PROBLEM REQUIREMENTS:
Find the line holding "been recorded yet." in the entries below. Give it again exactly, along with every line after it up to and including the line holding "impl Serialize for".

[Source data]
—————

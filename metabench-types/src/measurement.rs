//! Named duration samples collected for a single [`Scenario`].
//!
//! A [`Measurement`] keeps its [`OperationResult`]s in the order in which their names were first
//! recorded, so tables and plots list operations in a stable and reproducible order. Name
//! lookups go through an index, the ordered list stays the source of truth.
//!
//! Measurements are mutated through `&mut self` by a single producer. When multiple concurrent
//! workers record into the same measurement, they share a [`Recorder`] instead.

use std::collections::HashMap;
use std::collections::hash_map::Entry;
use std::sync::{Mutex, MutexGuard, PoisonError};
use std::time::Duration;

use serde::{Deserialize, Deserializer, Serialize, Serializer};

use crate::scenario::Scenario;

/// The sequence of durations recorded for one named operation.
///
/// Samples are kept in input order and are never deduplicated.
#[derive(Clone, Debug, Default, PartialEq, Eq, Serialize, Deserialize)]
#[serde(rename_all = "PascalCase")]
pub struct OperationResult {
    /// Display name of the operation, e.g. `"Commit Object"`.
    pub name: String,
    /// All recorded samples, in recording order.
    #[serde(with = "nanos")]
    pub durations: Vec<Duration>,
}

impl OperationResult {
    /// Creates an empty result with the given name.
    pub fn new(name: impl Into<String>) -> Self {
        Self {
            name: name.into(),
            durations: Vec::new(),
        }
    }

    /// Returns `true` if no samples have been recorded.
    pub fn is_empty(&self) -> bool {
        self.durations.is_empty()
    }

    /// Returns the number of recorded samples.
    pub fn len(&self) -> usize {
        self.durations.len()
    }
}

/// Timing results of all operations that ran for one scenario.
#[derive(Clone, Debug, Default, PartialEq, Eq)]
pub struct Measurement {
    scenario: Scenario,
    results: Vec<OperationResult>,
    /// Maps a name to the position of its first occurrence in `results`.
    index: HashMap<String, usize>,
}

impl Measurement {
    /// Creates an empty measurement for the given scenario.
    pub fn new(scenario: Scenario) -> Self {
        Self {
            scenario,
            results: Vec::new(),
            index: HashMap::new(),
        }
    }

    /// Creates a measurement from already collected results.
    ///
    /// Duplicate names are retained, lookups resolve to the first one.
    pub fn from_results(scenario: Scenario, results: Vec<OperationResult>) -> Self {
        let mut index = HashMap::with_capacity(results.len());
        for (position, result) in results.iter().enumerate() {
            index.entry(result.name.clone()).or_insert(position);
        }

        Self {
            scenario,
            results,
            index,
        }
    }

    /// The scenario these results belong to.
    pub fn scenario(&self) -> Scenario {
        self.scenario
    }

    /// All results in first-seen order.
    pub fn results(&self) -> &[OperationResult] {
        &self.results
    }

    /// Returns `true` if nothing has been recorded yet.
    pub fn is_empty(&self) -> bool {
        self.results.is_empty()
    }

    /// Finds or creates the result with the given name.
    ///
    /// New names are appended after all names seen so far.
    pub fn result(&mut self, name: &str) -> &mut OperationResult {
        let position = match self.index.entry(name.to_owned()) {
            Entry::Occupied(entry) => *entry.get(),
            Entry::Vacant(entry) => {
                let position = self.results.len();
                self.results.push(OperationResult::new(name));
                *entry.insert(position)
            }
        };

        &mut self.results[position]
    }

    /// Looks up the result with the given name without creating it.
    pub fn result_by_name(&self, name: &str) -> Option<&OperationResult> {
        self.index
            .get(name)
            .and_then(|&position| self.results.get(position))
    }

    /// Appends a sample to the result with the given name.
    pub fn record(&mut self, name: &str, duration: Duration) {
        self.result(name).durations.push(duration);
    }
}

#[derive(Serialize)]
#[serde(rename_all = "PascalCase")]
struct MeasurementRef<'a> {
    parts: u32,
    segments: u32,
    results: &'a [OperationResult],
}

#[derive(Deserialize)]
#[serde(rename_all = "PascalCase")]
struct MeasurementRepr {
    parts: u32,
    segments: u32,
    #[serde(default, deserialize_with = "null_as_empty")]
    results: Vec<OperationResult>,
}

impl Serialize for Measurement {
    fn serialize<S: Serializer>(&self, serializer: S) -> Result<S::Ok, S::Error> {
        MeasurementRef {
            parts: self.scenario.parts,
            segments: self.scenario.segments,
            results: &self.results,
        }
        .serialize(serializer)
    }
}

impl<'de> Deserialize<'de> for Measurement {
    fn deserialize<D: Deserializer<'de>>(deserializer: D) -> Result<Self, D::Error> {
        let repr = MeasurementRepr::deserialize(deserializer)?;
        let scenario = Scenario::new(repr.parts, repr.segments);
        Ok(Self::from_results(scenario, repr.results))
    }
}

/// Saved runs may contain `null` instead of an empty list.
fn null_as_empty<'de, D, T>(deserializer: D) -> Result<Vec<T>, D::Error>
where
    D: Deserializer<'de>,
    T: Deserialize<'de>,
{
    Ok(Option::<Vec<T>>::deserialize(deserializer)?.unwrap_or_default())
}

/// Durations are stored as integer nanoseconds.
mod nanos {
    use std::time::Duration;

    use serde::{Deserializer, Serializer};

    pub fn serialize<S: Serializer>(durations: &[Duration], serializer: S) -> Result<S::Ok, S::Error> {
        serializer.collect_seq(
            durations
                .iter()
                .map(|d| u64::try_from(d.as_nanos()).unwrap_or(u64::MAX)),
        )
    }

    pub fn deserialize<'de, D: Deserializer<'de>>(deserializer: D) -> Result<Vec<Duration>, D::Error> {
        let nanos = super::null_as_empty::<D, u64>(deserializer)?;
        Ok(nanos.into_iter().map(Duration::from_nanos).collect())
    }
}

/// A [`Measurement`] that can be recorded into from concurrent workers.
///
/// Once all workers have finished, [`into_measurement`](Self::into_measurement) hands out the
/// collected data for rendering, which then needs no further synchronization.
#[derive(Debug, Default)]
pub struct Recorder(Mutex<Measurement>);

impl Recorder {
    /// Creates a recorder for the given scenario.
    pub fn new(scenario: Scenario) -> Self {
        Self(Mutex::new(Measurement::new(scenario)))
    }

    /// Appends a sample to the result with the given name.
    pub fn record(&self, name: &str, duration: Duration) {
        self.lock().record(name, duration);
    }

    /// Returns the number of samples recorded under the given name so far.
    pub fn count(&self, name: &str) -> usize {
        self.lock().result_by_name(name).map_or(0, OperationResult::len)
    }

    /// Consumes the recorder and returns everything recorded.
    pub fn into_measurement(self) -> Measurement {
        self.0.into_inner().unwrap_or_else(PoisonError::into_inner)
    }

    fn lock(&self) -> MutexGuard<'_, Measurement> {
        self.0.lock().unwrap_or_else(PoisonError::into_inner)
    }
}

—————

SOLUTION:
    /// Returns `true` if nothing has been recorded yet.
    pub fn is_empty(&self) -> bool {
        self.results.is_empty()
    }

    /// Finds or creates the result with the given name.
    ///
    /// New names are appended after all names seen so far.
    pub fn result(&mut self, name: &str) -> &mut OperationResult {
        let position = match self.index.entry(name.to_owned()) {
            Entry::Occupied(entry) => *entry.get(),
            Entry::Vacant(entry) => {
                let position = self.results.len();
                self.results.push(OperationResult::new(name));
                *entry.insert(position)
            }
        };

        &mut self.results[position]
    }

    /// Looks up the result with the given name without creating it.
    pub fn result_by_name(&self, name: &str) -> Option<&OperationResult> {
        self.index
            .get(name)
            .and_then(|&position| self.results.get(position))
    }

    /// Appends a sample to the result with the given name.
    pub fn record(&mut self, name: &str, duration: Duration) {
        self.result(name).durations.push(duration);
    }
}

#[derive(Serialize)]
#[serde(rename_all = "PascalCase")]
struct MeasurementRef<'a> {
    parts: u32,
    segments: u32,
    results: &'a [OperationResult],
}

#[derive(Deserialize)]
#[serde(rename_all = "PascalCase")]
struct MeasurementRepr {
    parts: u32,
    segments: u32,
    #[serde(default, deserialize_with = "null_as_empty")]
    results: Vec<OperationResult>,
}

impl Serialize for Measurement {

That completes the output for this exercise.